About one in six Australian female university students have been raped, and many more sexually assaulted or harassed during their life, a survey released yesterday showed.
The findings were contained in a National Union of Students poll of more than 1,500 women studying at university. It found that 17 percent of respondents had been raped and 12 percent had experienced attempted rape, although the assaults did not necessarily occur while they were at university.
The union’s women’s officer Courtney Sloane said the online survey showed that violence against women was unacceptably high.
“Women at university tend to come from middle-class and upper middle-class social groups, and the survey shows they have experienced sexual assault, harassment and obsessive behaviors at a high level,” she told the Sydney Morning Herald.
The study found that 67 percent of respondents had been through an unwanted sexual experience of some kind, with 31 percent saying they had had sex when they were, or had felt, unable to consent.
About 17 percent of those who completed the survey between September last year and March said they had experienced stalker-like obsessive behavior.
In most cases of sexual assault (56 percent) the offender was a friend or acquaintance, and in 22 percent of instances the woman knew the perpetrator intimately, it reported.

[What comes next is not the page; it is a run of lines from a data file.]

// Domain layer: bill models, the allocation services and the ports the boundary layer implements.

pub mod model;
pub mod ports;

pub mod services;
//! 輸入邊界：把 JSON 帳單轉成已驗證的 [`BillInput`]。
//!
//! 先解析成 `serde_json::Value` 再逐欄檢查，這樣才能回報是哪一個欄位
//! 缺少、型別錯誤或超出範圍，而不是只有一個籠統的反序列化錯誤。

use crate::domain::model::{BillInput, BillItem, Money};
use crate::utils::error::{BillError, Result};
use crate::utils::validation::{validate_non_empty_string, validate_range};
use chrono::NaiveDate;
use regex::Regex;
use serde_json::{Map, Value};
use std::str::FromStr;
use std::sync::LazyLock;

static DATE_SHAPE: LazyLock<Regex> =
    LazyLock::new(|| Regex::new(r"^\d{4}-\d{2}-\d{2}$").unwrap());

/// 單張帳單（含小費）允許的最大金額；在此之下分攤運算不會溢位
pub const MAX_BILL_AMOUNT: Money = Money::from_parts(0xA4C6_8000, 0x3_8D7E, 0, false, 0); // 10^15

pub fn parse_bill_bytes(data: &[u8]) -> Result<BillInput> {
    let value: Value = serde_json::from_slice(data)?;
    parse_bill_value(&value)
}

pub fn parse_bill_str(content: &str) -> Result<BillInput> {
    let value: Value = serde_json::from_str(content)?;
    parse_bill_value(&value)
}

pub fn parse_bill_value(value: &Value) -> Result<BillInput> {
    let Some(root) = value.as_object() else {
        return Err(BillError::MalformedDataError(serde::de::Error::custom(
            "the bill must be a JSON object",
        )));
    };

    let date = read_date(root)?;

    let location = required_str(root, "location", "location")?;
    validate_non_empty_string("location", location)?;

    let tip_percentage = required_money(root, "tipPercentage", "tipPercentage")?;
    validate_range("tipPercentage", tip_percentage, Money::ZERO, Money::ONE_HUNDRED)?;

    let items = match required(root, "items", "items")? {
        Value::Array(entries) => entries,
        other => return Err(BillError::type_mismatch("items", "an array", other)),
    };
    if items.is_empty() {
        return Err(BillError::out_of_range(
            "items",
            "[]",
            "A bill needs at least one item",
        ));
    }

    let items = items
        .iter()
        .enumerate()
        .map(|(index, entry)| read_item(index, entry))
        .collect::<Result<Vec<_>>>()?;
    check_bill_amount(&items, tip_percentage)?;

    tracing::debug!("Validated bill for {} with {} items", location, items.len());

    Ok(BillInput {
        date: date.to_string(),
        location: location.to_string(),
        tip_percentage,
        items,
    })
}

fn read_date(root: &Map<String, Value>) -> Result<&str> {
    let date = required_str(root, "date", "date")?;

    if !DATE_SHAPE.is_match(date) {
        return Err(BillError::invalid_date("date", date, "expected YYYY-MM-DD"));
    }
    if let Err(e) = NaiveDate::parse_from_str(date, "%Y-%m-%d") {
        return Err(BillError::invalid_date(
            "date",
            date,
            format!("not a calendar date: {}", e),
        ));
    }

    Ok(date)
}

fn read_item(index: usize, entry: &Value) -> Result<BillItem> {
    let path = format!("items[{}]", index);
    let Some(item) = entry.as_object() else {
        return Err(BillError::type_mismatch(path, "an object", entry));
    };

    let name_path = format!("{}.name", path);
    let name = required_str(item, "name", &name_path)?;
    validate_non_empty_string(&name_path, name)?;

    let price_path = format!("{}.price", path);
    let price = required_money(item, "price", &price_path)?;
    if price < Money::ZERO {
        return Err(BillError::out_of_range(
            price_path,
            price,
            "Price cannot be negative",
        ));
    }

    let shared_path = format!("{}.isShared", path);
    let is_shared = match optional(item, "isShared") {
        None => false,
        Some(Value::Bool(flag)) => *flag,
        Some(other) => return Err(BillError::type_mismatch(shared_path, "a boolean", other)),
    };

    let person_path = format!("{}.person", path);
    let person = optional(item, "person");

    if is_shared {
        if let Some(person) = person {
            return Err(BillError::type_mismatch(
                person_path,
                "no person on a shared item",
                person,
            ));
        }
        return Ok(BillItem::shared(name, price));
    }

    let person = match person {
        None => return Err(BillError::missing_field(person_path)),
        Some(Value::String(person)) => person.trim(),
        Some(other) => return Err(BillError::type_mismatch(person_path, "a string", other)),
    };
    validate_non_empty_string(&person_path, person)?;

    Ok(BillItem::personal(name, price, person))
}

/// 小計與含小費的總額都必須落在 MAX_BILL_AMOUNT 之內
fn check_bill_amount(items: &[BillItem], tip_percentage: Money) -> Result<()> {
    let too_large = |value: String| {
        BillError::out_of_range(
            "items",
            value,
            format!("The bill total cannot exceed {}", MAX_BILL_AMOUNT),
        )
    };

    let sub_total = items
        .iter()
        .try_fold(Money::ZERO, |sum, item| sum.checked_add(item.price))
        .ok_or_else(|| too_large("subtotal overflow".to_string()))?;

    let grand_total = (Money::ONE + tip_percentage / Money::ONE_HUNDRED)
        .checked_mul(sub_total)
        .ok_or_else(|| too_large(sub_total.to_string()))?;
    if grand_total > MAX_BILL_AMOUNT {
        return Err(too_large(grand_total.to_string()));
    }

    Ok(())
}

/// null 視同未填
fn optional<'a>(object: &'a Map<String, Value>, key: &str) -> Option<&'a Value> {
    object.get(key).filter(|value| !value.is_null())
}

fn required<'a>(object: &'a Map<String, Value>, key: &str, path: &str) -> Result<&'a Value> {
    optional(object, key).ok_or_else(|| BillError::missing_field(path))
}

fn required_str<'a>(object: &'a Map<String, Value>, key: &str, path: &str) -> Result<&'a str> {
    let value = required(object, key, path)?;
    value
        .as_str()
        .ok_or_else(|| BillError::type_mismatch(path, "a string", value))
}

fn required_money(object: &Map<String, Value>, key: &str, path: &str) -> Result<Money> {
    let value = required(object, key, path)?;
    let Value::Number(number) = value else {
        return Err(BillError::type_mismatch(path, "a number", value));
    };
    number_to_money(number).ok_or_else(|| BillError::out_of_range(path, number, "Not a representable amount"))
}

/// 經由 JSON 的十進位字串轉換，`12.3` 會得到精確的 12.3 而不是二進位近似值
fn number_to_money(number: &serde_json::Number) -> Option<Money> {
    let text = number.to_string();
    Money::from_str(&text)
        .or_else(|_| Money::from_scientific(&text))
        .ok()
}
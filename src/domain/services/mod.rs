pub mod allocator;
pub mod date_format;
pub mod money;
pub mod participants;
pub mod reconciliation;

pub use allocator::allocate;
pub use date_format::format_date;
pub use money::round_money;
pub use participants::{resolve_participants, ParticipantResolution, FALLBACK_PARTICIPANTS};
pub use reconciliation::reconcile;
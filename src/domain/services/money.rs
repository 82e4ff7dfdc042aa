use crate::domain::model::Money;
use rust_decimal::RoundingStrategy;

/// 金額四捨五入的小數位數 (0.1 單位)
pub const MONEY_SCALE: u32 = 1;

/// Round half away from zero to the nearest 0.1.
pub fn round_money(value: Money) -> Money {
    value.round_dp_with_strategy(MONEY_SCALE, RoundingStrategy::MidpointAwayFromZero)
}
use tracing_subscriber::{layer::SubscriberExt, util::SubscriberInitExt, EnvFilter};

const DEFAULT_DIRECTIVE: &str = "split_bill=info";
const VERBOSE_DIRECTIVE: &str = "split_bill=debug,info";

/// 決定過濾規則：RUST_LOG 優先，其次是 --verbose，再來是設定檔的 level，最後才是預設值
fn filter_directive(verbose: bool, level_override: Option<&str>) -> String {
    if verbose {
        return VERBOSE_DIRECTIVE.to_string();
    }
    match level_override {
        Some(level) => format!("split_bill={}", level),
        None => DEFAULT_DIRECTIVE.to_string(),
    }
}

fn build_filter(verbose: bool, level_override: Option<&str>) -> EnvFilter {
    EnvFilter::try_from_default_env()
        .unwrap_or_else(|_| EnvFilter::new(filter_directive(verbose, level_override)))
}

pub fn init_cli_logger(verbose: bool, level_override: Option<&str>) {
    tracing_subscriber::registry()
        .with(build_filter(verbose, level_override))
        .with(
            tracing_subscriber::fmt::layer()
                .with_target(false)
                .with_thread_ids(false)
                .with_file(false)
                .with_line_number(false)
                .with_writer(std::io::stderr)
                .compact(),
        )
        .init();
}

pub fn init_json_logger(verbose: bool, level_override: Option<&str>) {
    tracing_subscriber::registry()
        .with(build_filter(verbose, level_override))
        .with(
            tracing_subscriber::fmt::layer()
                .with_target(false)
                .with_thread_ids(false)
                .with_file(false)
                .with_line_number(false)
                .with_writer(std::io::stderr)
                .json(), // 給日誌收集系統用的結構化輸出
        )
        .init();
}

Rarely were the assaults investigated, with only 2 percent of women taking the matter to police, mostly because they thought it was not serious enough to report.
The figures are above numbers obtained by a 2005 Australian Bureau of Statistics personal safety survey that found that 19 percent of women had experienced sexual violence since the age of 15.
The survey follows a 2009 scandal in which past and present students at the all-male residential college at Sydney University developed a Facebook page that described itself as “pro-rape, anti-consent.”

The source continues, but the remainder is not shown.